PointRCNN
PointRCNN copied to clipboard
CUDNN_STATUS_NOT_INITIALIZED with mgpu
Hi,
I really like PointRCNN and wanted to try some things with it out.
When I try to train the RPN with multiple GPUs just the way you describe in the README I get following error.
For some more information: Cuda Version: 10 Cudnn Version: 10 GPUs: 2x 980 TI (non SLI) Pop! OS 19.04
I tried running PointRCNN on both GPUs separately and they worked, so the GPUs themself should work.
It also works if I use a batch-size of just 1. Probably because it then only uses 1 GPU. I also tried various other batch sizes.
This is the error I get when running with --mgpu
Traceback (most recent call last):
File "train_rcnn.py", line 250, in <module>
lr_scheduler_each_iter=(cfg.TRAIN.OPTIMIZER == 'adam_onecycle')
File "/-redacted-/PointRCNN/tools/../tools/train_utils/train_utils.py", line 199, in train
loss, tb_dict, disp_dict = self._train_it(batch)
File "/-redacted-/PointRCNN/tools/../tools/train_utils/train_utils.py", line 132, in _train_it
loss, tb_dict, disp_dict = self.model_fn(self.model, batch)
File "/-redacted-/PointRCNN/tools/../lib/net/train_functions.py", line 35, in model_fn
ret_dict = model(input_data)
File "/-redacted-/.local/lib/python3.7/site-packages/torch/nn/modules/module.py", line 489, in __call__
result = self.forward(*input, **kwargs)
File "/-redacted-/.local/lib/python3.7/site-packages/torch/nn/parallel/data_parallel.py", line 143, in forward
outputs = self.parallel_apply(replicas, inputs, kwargs)
File "/-redacted-/.local/lib/python3.7/site-packages/torch/nn/parallel/data_parallel.py", line 153, in parallel_apply
return parallel_apply(replicas, inputs, kwargs, self.device_ids[:len(replicas)])
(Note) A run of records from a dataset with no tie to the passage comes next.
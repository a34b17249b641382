use axum::{
    http::StatusCode,
    response::{Html, IntoResponse, Response},
};
use thiserror::Error;

#[derive(Debug, Error)]
pub enum AppError {
    #[error("missing {0}")]
    MissingField(&'static str),
    #[error("{0} not found")]
    NotFound(&'static str),
    #[error(transparent)]
    Db(#[from] sea_orm::DbErr),
    #[error(transparent)]
    Other(#[from] anyhow::Error),
}

impl AppError {
    pub fn status(&self) -> StatusCode {
        match self {
            AppError::MissingField(_) => StatusCode::BAD_REQUEST,
            AppError::NotFound(_) => StatusCode::NOT_FOUND,
            AppError::Db(_) | AppError::Other(_) => StatusCode::INTERNAL_SERVER_ERROR,
        }
    }
}

impl IntoResponse for AppError {
    fn into_response(self) -> Response {
        let status = self.status();
        let body = crate::templates::error_page(self.to_string());
        (status, Html(body)).into_response()
    }
}

pub type AppResult<T> = Result<T, AppError>;
use sea_orm::entity::prelude::*;
use serde::Serialize;

#[derive(Clone, Debug, PartialEq, Eq, DeriveEntityModel, Serialize)]
#[sea_orm(table_name = "movies")]
pub struct Model {
    #[sea_orm(primary_key)]
    pub id: i32,
    pub title: String,
    pub year: Option<i32>,
    pub user_id: i32,
    pub director_id: Option<i32>,
    pub genre_id: Option<i32>,
}

#[derive(Copy, Clone, Debug, EnumIter, DeriveRelation)]
pub enum Relation {
    #[sea_orm(
        belongs_to = "super::user::Entity",
        from = "Column::UserId",
        to = "super::user::Column::Id"
    )]
    User,
    #[sea_orm(
        belongs_to = "super::director::Entity",
        from = "Column::DirectorId",
        to = "super::director::Column::Id"
    )]
    Director,
    #[sea_orm(
        belongs_to = "super::genre::Entity",
        from = "Column::GenreId",
        to = "super::genre::Column::Id"
    )]
    Genre,
    #[sea_orm(has_many = "super::review::Entity")]
    Review,
}

impl Related<super::user::Entity> for Entity {
    fn to() -> RelationDef {
        Relation::User.def()
    }
}

impl Related<super::director::Entity> for Entity {
    fn to() -> RelationDef {
        Relation::Director.def()
    }
}

impl Related<super::genre::Entity> for Entity {
    fn to() -> RelationDef {
        Relation::Genre.def()
    }
}

impl Related<super::review::Entity> for Entity {
    fn to() -> RelationDef {
        Relation::Review.def()
    }
}

impl ActiveModelBehavior for ActiveModel {}
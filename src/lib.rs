pub mod api;
pub mod catalog;
pub mod config;
pub mod db;
pub mod entities;
pub mod error;
pub mod models;
pub mod routes;
pub mod templates;

use std::sync::Arc;

use axum::{
    Router,
    routing::{get, post},
};
use tower_http::{
    cors::{Any, CorsLayer},
    trace::TraceLayer,
};

use crate::{catalog::Catalog, config::Config};

#[derive(Clone)]
pub struct AppState {
    pub config: Arc<Config>,
    pub catalog: Catalog,
}

pub fn app(state: Arc<AppState>) -> Router {
    Router::new()
        .route("/", get(routes::index))
        .route("/add_user", post(routes::add_user))
        .route("/users/{user_id}", get(routes::user_movies))
        .route("/users/{user_id}/add_movie", get(routes::add_movie_form).post(routes::add_movie))
        .route("/movies/{movie_id}/reviews", get(routes::movie_reviews).post(routes::post_review))
        .nest("/api", api::router())
        .with_state(state)
        .layer(CorsLayer::new().allow_origin(Any).allow_headers(Any))
        .layer(TraceLayer::new_for_http())
}
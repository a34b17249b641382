use maud::{DOCTYPE, Markup, html};

use crate::{
    entities::{movie, user},
    models::ReviewWithAuthor,
};

const TAILWIND_CDN: &str = "https://cdn.tailwindcss.com";

pub fn users_page(users: &[user::Model]) -> String {
    page(
        "Filmshelf",
        html! {
            div class="min-h-screen bg-gray-50" {
                div class="max-w-2xl mx-auto px-6 py-12" {
                    div class="bg-white shadow rounded-lg p-8" {
                        h1 class="text-3xl font-bold text-gray-900" { "Filmshelf" }
                        p class="mt-2 text-gray-600" { "Pick a user to browse their movies." }

                        @if users.is_empty() {
                            p class="mt-8 text-gray-500" { "No users yet." }
                        } @else {
                            ul class="mt-8 divide-y divide-gray-200" {
                                @for user in users {
                                    li class="py-3" {
                                        a class="text-blue-600 hover:text-blue-800 font-medium" href=(format!("/users/{}", user.id)) {
                                            (user.name)
                                        }
                                    }
                                }
                            }
                        }

                        form class="mt-8 flex gap-3" method="post" action="/add_user" {
                            input class="flex-1 rounded-md border border-gray-300 px-3 py-2 focus:border-blue-500 focus:outline-none focus:ring-1 focus:ring-blue-500" name="name" placeholder="New user name" required;
                            button class="rounded-md bg-blue-600 px-4 py-2 font-semibold text-white hover:bg-blue-700" type="submit" { "Add user" }
                        }
                    }
                }
            }
        },
    )
}

pub fn user_movies_page(user: &user::Model, movies: &[movie::Model]) -> String {
    page(
        &format!("Movies of {}", user.name),
        html! {
            div class="min-h-screen bg-gray-50" {
                div class="max-w-2xl mx-auto px-6 py-12" {
                    div class="bg-white shadow rounded-lg p-8" {
                        div class="flex items-start justify-between gap-6" {
                            h1 class="text-3xl font-bold text-gray-900" { "Movies of " (user.name) }
                            a class="text-sm text-blue-600 hover:text-blue-800" href="/" { "All users" }
                        }

                        @if movies.is_empty() {
                            p class="mt-8 text-gray-500" { "No movies yet." }
                        } @else {
                            ul class="mt-8 divide-y divide-gray-200" {
                                @for movie in movies {
                                    li class="py-3 flex items-baseline justify-between gap-4" {
                                        span {
                                            span class="font-medium text-gray-900" { (movie.title) }
                                            @if let Some(year) = movie.year {
                                                span class="ml-2 text-gray-500" { "(" (year) ")" }
                                            }
                                        }
                                        a class="text-sm text-blue-600 hover:text-blue-800" href=(format!("/movies/{}/reviews", movie.id)) {
                                            "Reviews"
                                        }
                                    }
                                }
                            }
                        }

                        a class="mt-8 inline-block rounded-md bg-blue-600 px-4 py-2 font-semibold text-white hover:bg-blue-700" href=(format!("/users/{}/add_movie", user.id)) {
                            "Add movie"
                        }
                    }
                }
            }
        },
    )
}

pub fn add_movie_page(user: &user::Model) -> String {
    page(
        "Add movie",
        html! {
            div class="min-h-screen bg-gray-50" {
                div class="max-w-xl mx-auto px-6 py-12" {
                    div class="bg-white shadow rounded-lg p-8" {
                        h1 class="text-2xl font-bold text-gray-900" { "Add a movie for " (user.name) }

                        form class="mt-8 space-y-6" method="post" action=(format!("/users/{}/add_movie", user.id)) {
                            div {
                                label class="block text-sm font-medium text-gray-700" for="title" { "Title" }
                                input class="mt-2 w-full rounded-md border border-gray-300 px-3 py-2 focus:border-blue-500 focus:outline-none focus:ring-1 focus:ring-blue-500" name="title" id="title" required;
                            }

                            div {
                                label class="block text-sm font-medium text-gray-700" for="year" { "Year (optional)" }
                                input class="mt-2 w-full rounded-md border border-gray-300 px-3 py-2 focus:border-blue-500 focus:outline-none focus:ring-1 focus:ring-blue-500" name="year" id="year" inputmode="numeric";
                            }

                            button class="w-full rounded-md bg-blue-600 px-4 py-2 font-semibold text-white hover:bg-blue-700" type="submit" { "Add" }
                        }

                        a class="mt-6 inline-block text-sm text-blue-600 hover:text-blue-800" href=(format!("/users/{}", user.id)) { "Back" }
                    }
                }
            }
        },
    )
}

pub fn movie_reviews_page(
    movie: &movie::Model,
    reviews: &[ReviewWithAuthor],
    users: &[user::Model],
) -> String {
    page(
        &format!("Reviews for {}", movie.title),
        html! {
            div class="min-h-screen bg-gray-50" {
                div class="max-w-2xl mx-auto px-6 py-12" {
                    div class="bg-white shadow rounded-lg p-8" {
                        h1 class="text-3xl font-bold text-gray-900" {
                            "Reviews for " (movie.title)
                            @if let Some(year) = movie.year {
                                span class="ml-2 font-normal text-gray-500" { "(" (year) ")" }
                            }
                        }

                        @if reviews.is_empty() {
                            p class="mt-8 text-gray-500" { "No reviews yet." }
                        } @else {
                            div class="mt-8 space-y-4" {
                                @for entry in reviews {
                                    (review_card(entry))
                                }
                            }
                        }

                        form class="mt-10 space-y-6 border-t border-gray-200 pt-8" method="post" action=(format!("/movies/{}/reviews", movie.id)) {
                            div {
                                label class="block text-sm font-medium text-gray-700" for="user_id" { "Reviewer" }
                                select class="mt-2 w-full rounded-md border border-gray-300 px-3 py-2" name="user_id" id="user_id" required {
                                    @for user in users {
                                        option value=(user.id) { (user.name) }
                                    }
                                }
                            }

                            div {
                                label class="block text-sm font-medium text-gray-700" for="rating" { "Rating (1-10)" }
                                input class="mt-2 w-full rounded-md border border-gray-300 px-3 py-2" name="rating" id="rating" type="number" min="1" max="10" required;
                            }

                            div {
                                label class="block text-sm font-medium text-gray-700" for="review_text" { "Review" }
                                textarea class="mt-2 w-full rounded-md border border-gray-300 px-3 py-2" name="review_text" id="review_text" rows="4" required {}
                            }

                            button class="w-full rounded-md bg-blue-600 px-4 py-2 font-semibold text-white hover:bg-blue-700" type="submit" { "Post review" }
                        }
                    }
                }
            }
        },
    )
}

pub fn error_page(message: String) -> String {
    page(
        "Error",
        html! {
            div class="min-h-screen bg-gray-50 flex items-center justify-center" {
                div class="max-w-xl w-full px-6" {
                    div class="bg-white shadow rounded-lg p-8" {
                        h1 class="text-2xl font-bold text-gray-900" { "Error" }
                        p class="mt-4 text-gray-700" { (message) }
                        a class="mt-6 inline-block text-blue-600 hover:text-blue-800" href="/" { "Back" }
                    }
                }
            }
        },
    )
}

fn page(title: &str, body: Markup) -> String {
    html! {
        (DOCTYPE)
        html lang="en" {
            head {
                meta charset="utf-8";
                meta name="viewport" content="width=device-width, initial-scale=1";
                title { (title) }
                script src=(TAILWIND_CDN) {}
            }
            body { (body) }
        }
    }
    .into_string()
}

fn review_card(entry: &ReviewWithAuthor) -> Markup {
    html! {
        div class="border-l-4 border-blue-500 pl-4 py-2" {
            div class="flex items-baseline justify-between" {
                span class="font-semibold text-gray-900" { (entry.author_name) }
                span class="text-sm text-gray-500" { "Rating: " (entry.review.rating) }
            }
            @if let Some(text) = &entry.review.text {
                p class="mt-1 text-gray-700" { (text) }
            }
        }
    }
}
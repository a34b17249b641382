use std::sync::Arc;

use axum::{
    Router,
    body::Body,
    http::{Request, StatusCode, header},
};
use http_body_util::BodyExt;
use serde_json::{Value, json};
use tower::ServiceExt;

use filmshelf::{AppState, app, catalog::Catalog, config::Config};
use migration::{Migrator, MigratorTrait};
use sea_orm::Database;

async fn setup() -> (Router, Catalog) {
    let db = Database::connect("sqlite::memory:").await.unwrap();
    Migrator::up(&db, None).await.unwrap();
    let catalog = Catalog::new(db);
    catalog.add_user("TestUser").await.unwrap();

    let config = Arc::new(Config {
        addr: "127.0.0.1:0".parse().unwrap(),
        database_url: "sqlite::memory:".to_string(),
    });
    let state = Arc::new(AppState { config, catalog: catalog.clone() });
    (app(state), catalog)
}

async fn body_string(response: axum::response::Response) -> String {
    let bytes = response.into_body().collect().await.unwrap().to_bytes();
    String::from_utf8_lossy(&bytes).into_owned()
}

async fn body_json(response: axum::response::Response) -> Value {
    let bytes = response.into_body().collect().await.unwrap().to_bytes();
    serde_json::from_slice(&bytes).unwrap()
}

fn form_post(uri: &str, body: &str) -> Request<Body> {
    Request::post(uri)
        .header(header::CONTENT_TYPE, "application/x-www-form-urlencoded")
        .body(Body::from(body.to_string()))
        .unwrap()
}

fn json_post(uri: &str, body: Value) -> Request<Body> {
    Request::post(uri)
        .header(header::CONTENT_TYPE, "application/json")
        .body(Body::from(body.to_string()))
        .unwrap()
}

// --- HTML surface ---

#[tokio::test]
async fn homepage_lists_users() {
    let (app, _) = setup().await;

    let response =
        app.oneshot(Request::get("/").body(Body::empty()).unwrap()).await.unwrap();
    assert_eq!(response.status(), StatusCode::OK);
    assert!(body_string(response).await.contains("TestUser"));
}

#[tokio::test]
async fn add_user_form_redirects_then_lists() {
    let (app, _) = setup().await;

    let response =
        app.clone().oneshot(form_post("/add_user", "name=NewUser")).await.unwrap();
    assert_eq!(response.status(), StatusCode::SEE_OTHER);

    let response =
        app.oneshot(Request::get("/").body(Body::empty()).unwrap()).await.unwrap();
    assert!(body_string(response).await.contains("NewUser"));
}

#[tokio::test]
async fn add_user_without_name_is_bad_request() {
    let (app, _) = setup().await;

    let response = app.oneshot(form_post("/add_user", "")).await.unwrap();
    assert_eq!(response.status(), StatusCode::BAD_REQUEST);
}

#[tokio::test]
async fn user_movies_page_renders_or_404s() {
    let (app, catalog) = setup().await;
    let user = catalog.get_all_users().await.unwrap().remove(0);
    catalog.add_movie_to_user(user.id, "Inception", Some(2010)).await.unwrap();

    let response = app
        .clone()
        .oneshot(Request::get(format!("/users/{}", user.id)).body(Body::empty()).unwrap())
        .await
        .unwrap();
    assert_eq!(response.status(), StatusCode::OK);
    let body = body_string(response).await;
    assert!(body.contains("TestUser"));
    assert!(body.contains("Inception"));

    let response = app
        .oneshot(Request::get("/users/999").body(Body::empty()).unwrap())
        .await
        .unwrap();
    assert_eq!(response.status(), StatusCode::NOT_FOUND);
}

#[tokio::test]
async fn add_movie_form_flow() {
    let (app, catalog) = setup().await;
    let user = catalog.get_all_users().await.unwrap().remove(0);

    let uri = format!("/users/{}/add_movie", user.id);
    let response = app
        .clone()
        .oneshot(Request::get(uri.as_str()).body(Body::empty()).unwrap())
        .await
        .unwrap();
    assert_eq!(response.status(), StatusCode::OK);

    let response =
        app.clone().oneshot(form_post(&uri, "title=New+Movie&year=2025")).await.unwrap();
    assert_eq!(response.status(), StatusCode::SEE_OTHER);

    let movies = catalog.get_user_movies(user.id).await.unwrap();
    assert_eq!(movies.len(), 1);
    assert_eq!(movies[0].title, "New Movie");
    assert_eq!(movies[0].year, Some(2025));

    // Missing title is a 400; a bad user id is a 404 even with a valid form.
    let response = app.clone().oneshot(form_post(&uri, "year=2025")).await.unwrap();
    assert_eq!(response.status(), StatusCode::BAD_REQUEST);

    let response =
        app.oneshot(form_post("/users/999/add_movie", "title=Ghost")).await.unwrap();
    assert_eq!(response.status(), StatusCode::NOT_FOUND);
}

#[tokio::test]
async fn review_form_flow() {
    let (app, catalog) = setup().await;
    let user = catalog.get_all_users().await.unwrap().remove(0);
    let movie_id = catalog.add_movie_to_user(user.id, "Inception", Some(2010)).await.unwrap();

    let uri = format!("/movies/{movie_id}/reviews");
    let body = format!("user_id={}&review_text=Loved+it&rating=9", user.id);
    let response = app.clone().oneshot(form_post(&uri, &body)).await.unwrap();
    assert_eq!(response.status(), StatusCode::SEE_OTHER);

    let response = app
        .clone()
        .oneshot(Request::get(uri.as_str()).body(Body::empty()).unwrap())
        .await
        .unwrap();
    assert_eq!(response.status(), StatusCode::OK);
    let page = body_string(response).await;
    assert!(page.contains("Loved it"));
    assert!(page.contains("TestUser"));

    // Incomplete form.
    let response = app.clone().oneshot(form_post(&uri, "rating=9")).await.unwrap();
    assert_eq!(response.status(), StatusCode::BAD_REQUEST);

    // Unknown movie.
    let response =
        app.oneshot(form_post("/movies/999/reviews", &body)).await.unwrap();
    assert_eq!(response.status(), StatusCode::NOT_FOUND);
}

// --- JSON API ---

#[tokio::test]
async fn api_users_list_and_create() {
    let (app, _) = setup().await;

    let response = app
        .clone()
        .oneshot(Request::get("/api/users").body(Body::empty()).unwrap())
        .await
        .unwrap();
    assert_eq!(response.status(), StatusCode::OK);
    let users = body_json(response).await;
    assert_eq!(users.as_array().unwrap().len(), 1);
    assert_eq!(users[0]["name"], "TestUser");

    let response =
        app.clone().oneshot(json_post("/api/users", json!({"name": "ApiUser"}))).await.unwrap();
    assert_eq!(response.status(), StatusCode::CREATED);
    let created = body_json(response).await;
    assert_eq!(created["name"], "ApiUser");
    assert!(created["id"].as_i64().unwrap() > 0);

    let response = app.oneshot(json_post("/api/users", json!({}))).await.unwrap();
    assert_eq!(response.status(), StatusCode::BAD_REQUEST);
}

#[tokio::test]
async fn api_get_user_or_404() {
    let (app, catalog) = setup().await;
    let user = catalog.get_all_users().await.unwrap().remove(0);

    let response = app
        .clone()
        .oneshot(Request::get(format!("/api/users/{}", user.id)).body(Body::empty()).unwrap())
        .await
        .unwrap();
    assert_eq!(response.status(), StatusCode::OK);
    assert_eq!(body_json(response).await["name"], "TestUser");

    let response = app
        .oneshot(Request::get("/api/users/999").body(Body::empty()).unwrap())
        .await
        .unwrap();
    assert_eq!(response.status(), StatusCode::NOT_FOUND);
    assert!(body_json(response).await["error"].is_string());
}

#[tokio::test]
async fn api_user_movies_roundtrip() {
    let (app, catalog) = setup().await;
    let user = catalog.get_all_users().await.unwrap().remove(0);

    let uri = format!("/api/users/{}/movies", user.id);
    let response = app
        .clone()
        .oneshot(json_post(&uri, json!({"title": "Inception", "year": 2010})))
        .await
        .unwrap();
    assert_eq!(response.status(), StatusCode::CREATED);
    let created = body_json(response).await;
    assert_eq!(created["message"], "Movie added");
    let movie_id = created["movie_id"].as_i64().unwrap();

    let response = app
        .clone()
        .oneshot(Request::get(uri.as_str()).body(Body::empty()).unwrap())
        .await
        .unwrap();
    let movies = body_json(response).await;
    assert_eq!(movies.as_array().unwrap().len(), 1);
    assert_eq!(movies[0]["id"].as_i64().unwrap(), movie_id);
    assert_eq!(movies[0]["title"], "Inception");
    assert_eq!(movies[0]["year"], 2010);

    let response =
        app.clone().oneshot(json_post(&uri, json!({"year": 2010}))).await.unwrap();
    assert_eq!(response.status(), StatusCode::BAD_REQUEST);

    let response = app
        .oneshot(json_post("/api/users/999/movies", json!({"title": "Ghost"})))
        .await
        .unwrap();
    assert_eq!(response.status(), StatusCode::NOT_FOUND);
}

#[tokio::test]
async fn api_movie_detail() {
    let (app, catalog) = setup().await;
    let user = catalog.get_all_users().await.unwrap().remove(0);
    let movie_id = catalog.add_movie_to_user(user.id, "Inception", Some(2010)).await.unwrap();

    let response = app
        .clone()
        .oneshot(Request::get(format!("/api/movies/{movie_id}")).body(Body::empty()).unwrap())
        .await
        .unwrap();
    assert_eq!(response.status(), StatusCode::OK);
    let movie = body_json(response).await;
    assert_eq!(movie["title"], "Inception");
    assert_eq!(movie["user_id"].as_i64().unwrap(), i64::from(user.id));

    let response = app
        .oneshot(Request::get("/api/movies/999").body(Body::empty()).unwrap())
        .await
        .unwrap();
    assert_eq!(response.status(), StatusCode::NOT_FOUND);
}

#[tokio::test]
async fn api_reviews_roundtrip() {
    let (app, catalog) = setup().await;
    let user = catalog.get_all_users().await.unwrap().remove(0);
    let movie_id = catalog.add_movie_to_user(user.id, "Inception", Some(2010)).await.unwrap();

    let uri = format!("/api/movies/{movie_id}/reviews");
    let response = app
        .clone()
        .oneshot(Request::get(uri.as_str()).body(Body::empty()).unwrap())
        .await
        .unwrap();
    assert_eq!(response.status(), StatusCode::OK);
    assert!(body_json(response).await.as_array().unwrap().is_empty());

    let response = app
        .clone()
        .oneshot(json_post(&uri, json!({"user_id": user.id, "text": "Loved it", "rating": 9})))
        .await
        .unwrap();
    assert_eq!(response.status(), StatusCode::CREATED);
    let created = body_json(response).await;
    assert_eq!(created["message"], "Review added");
    assert!(created["review_id"].as_i64().unwrap() > 0);

    let response = app
        .clone()
        .oneshot(Request::get(uri.as_str()).body(Body::empty()).unwrap())
        .await
        .unwrap();
    let reviews = body_json(response).await;
    assert_eq!(reviews.as_array().unwrap().len(), 1);
    assert_eq!(reviews[0]["text"], "Loved it");
    assert_eq!(reviews[0]["rating"], 9);

    // All three fields are required.
    let response =
        app.clone().oneshot(json_post(&uri, json!({"user_id": user.id, "rating": 9}))).await.unwrap();
    assert_eq!(response.status(), StatusCode::BAD_REQUEST);

    let response = app
        .oneshot(json_post("/api/movies/999/reviews", json!({"user_id": 1, "text": "x", "rating": 1})))
        .await
        .unwrap();
    assert_eq!(response.status(), StatusCode::NOT_FOUND);
}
File "/-redacted-/.local/lib/python3.7/site-packages/torch/nn/parallel/parallel_apply.py", line 83, in parallel_apply
raise output
File "/-redacted-/.local/lib/python3.7/site-packages/torch/nn/parallel/parallel_apply.py", line 59, in _worker
output = module(*input, **kwargs)
File "/-redacted-/.local/lib/python3.7/site-packages/torch/nn/modules/module.py", line 489, in __call__
result = self.forward(*input, **kwargs)
File "/-redacted-/PointRCNN/tools/../lib/net/point_rcnn.py", line 33, in forward
rpn_output = self.rpn(input_data)
File "/-redacted-/.local/lib/python3.7/site-packages/torch/nn/modules/module.py", line 489, in __call__
result = self.forward(*input, **kwargs)
File "/-redacted-/PointRCNN/tools/../lib/net/rpn.py", line 74, in forward
backbone_xyz, backbone_features = self.backbone_net(pts_input) # (B, N, 3), (B, C, N)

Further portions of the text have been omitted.